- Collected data
== Segment start ==
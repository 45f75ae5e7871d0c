// crates/nms-net/src/session_table.rs

use std::collections::HashMap;
use std::net::SocketAddr;
use std::time::{Duration, Instant};

use tracing::debug;

struct Entry<V> {
    value: V,
    last_seen: Instant,
    ttl: Duration,
}

impl<V> Entry<V> {
    fn expired(&self, now: Instant) -> bool {
        now.saturating_duration_since(self.last_seen) > self.ttl
    }
}

/// Per-peer state keyed by qualified remote identity (`address:port`).
///
/// Entries idle longer than their TTL are dropped lazily on access and in
/// bulk by [`SessionTable::expire`]. The table never holds more than
/// `max_entries`; inserting a new peer at capacity evicts the least
/// recently seen one.
pub struct SessionTable<V> {
    default_ttl: Duration,
    max_entries: usize,
    entries: HashMap<SocketAddr, Entry<V>>,
}

impl<V> SessionTable<V> {
    #[must_use]
    pub fn new(default_ttl: Duration, max_entries: usize) -> Self {
        Self {
            default_ttl,
            max_entries: max_entries.max(1),
            entries: HashMap::new(),
        }
    }

    pub fn len(&self) -> usize {
        self.entries.len()
    }

    pub fn is_empty(&self) -> bool {
        self.entries.is_empty()
    }

    pub fn default_ttl(&self) -> Duration {
        self.default_ttl
    }

    /// Insert or replace the state for `peer`. Returns the replaced value.
    pub fn insert(&mut self, peer: SocketAddr, value: V, now: Instant) -> Option<V> {
        if !self.entries.contains_key(&peer) && self.entries.len() >= self.max_entries {
            self.expire(now);
            if self.entries.len() >= self.max_entries {
                self.evict_oldest();
            }
        }
        self.entries
            .insert(
                peer,
                Entry {
                    value,
                    last_seen: now,
                    ttl: self.default_ttl,
                },
            )
            .map(|e| e.value)
    }

    /// Live state for `peer`; refreshes its idle timer.
    pub fn get_mut(&mut self, peer: &SocketAddr, now: Instant) -> Option<&mut V> {
        if self.entries.get(peer).is_some_and(|e| e.expired(now)) {
            debug!(%peer, "session expired");
            self.entries.remove(peer);
            return None;
        }
        let entry = self.entries.get_mut(peer)?;
        entry.last_seen = now;
        Some(&mut entry.value)
    }

    /// Live state for `peer` without touching its idle timer.
    pub fn get(&self, peer: &SocketAddr, now: Instant) -> Option<&V> {
        self.entries
            .get(peer)
            .filter(|e| !e.expired(now))
            .map(|e| &e.value)
    }

    /// Override the idle TTL of one entry (e.g. once a handshake completes).
    pub fn set_ttl(&mut self, peer: &SocketAddr, ttl: Duration) -> bool {
        match self.entries.get_mut(peer) {
            Some(e) => {
                e.ttl = ttl;
                true
            }
            None => false,
        }
    }

    pub fn evict(&mut self, peer: &SocketAddr) -> Option<V> {
        self.entries.remove(peer).map(|e| e.value)
    }

    /// Drop every expired entry, returning how many went.
    pub fn expire(&mut self, now: Instant) -> usize {
        let before = self.entries.len();
        self.entries.retain(|_, e| !e.expired(now));
        before - self.entries.len()
    }

    pub fn clear(&mut self) {
        self.entries.clear();
    }

    pub fn peers(&self) -> impl Iterator<Item = &SocketAddr> {
        self.entries.keys()
    }

    fn evict_oldest(&mut self) {
        let oldest = self
            .entries
            .iter()
            .min_by_key(|(_, e)| e.last_seen)
            .map(|(k, _)| *k);
        if let Some(peer) = oldest {
            debug!(%peer, "session table full, evicting oldest");
            self.entries.remove(&peer);
        }
    }
}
== Segment end ==
- Your instructions
Word for word, restate the lines of the data above that fall between the line holding "#[must_use]" and the line holding "Some(&mut entry.value)", inclusive, and no other lines.

- Result
    #[must_use]
    pub fn new(default_ttl: Duration, max_entries: usize) -> Self {
        Self {
            default_ttl,
            max_entries: max_entries.max(1),
            entries: HashMap::new(),
        }
    }

    pub fn len(&self) -> usize {
        self.entries.len()
    }

    pub fn is_empty(&self) -> bool {
        self.entries.is_empty()
    }

    pub fn default_ttl(&self) -> Duration {
        self.default_ttl
    }

    /// Insert or replace the state for `peer`. Returns the replaced value.
    pub fn insert(&mut self, peer: SocketAddr, value: V, now: Instant) -> Option<V> {
        if !self.entries.contains_key(&peer) && self.entries.len() >= self.max_entries {
            self.expire(now);
            if self.entries.len() >= self.max_entries {
                self.evict_oldest();
            }
        }
        self.entries
            .insert(
                peer,
                Entry {
                    value,
                    last_seen: now,
                    ttl: self.default_ttl,
                },
            )
            .map(|e| e.value)
    }

    /// Live state for `peer`; refreshes its idle timer.
    pub fn get_mut(&mut self, peer: &SocketAddr, now: Instant) -> Option<&mut V> {
        if self.entries.get(peer).is_some_and(|e| e.expired(now)) {
            debug!(%peer, "session expired");
            self.entries.remove(peer);
            return None;
        }
        let entry = self.entries.get_mut(peer)?;
        entry.last_seen = now;
        Some(&mut entry.value)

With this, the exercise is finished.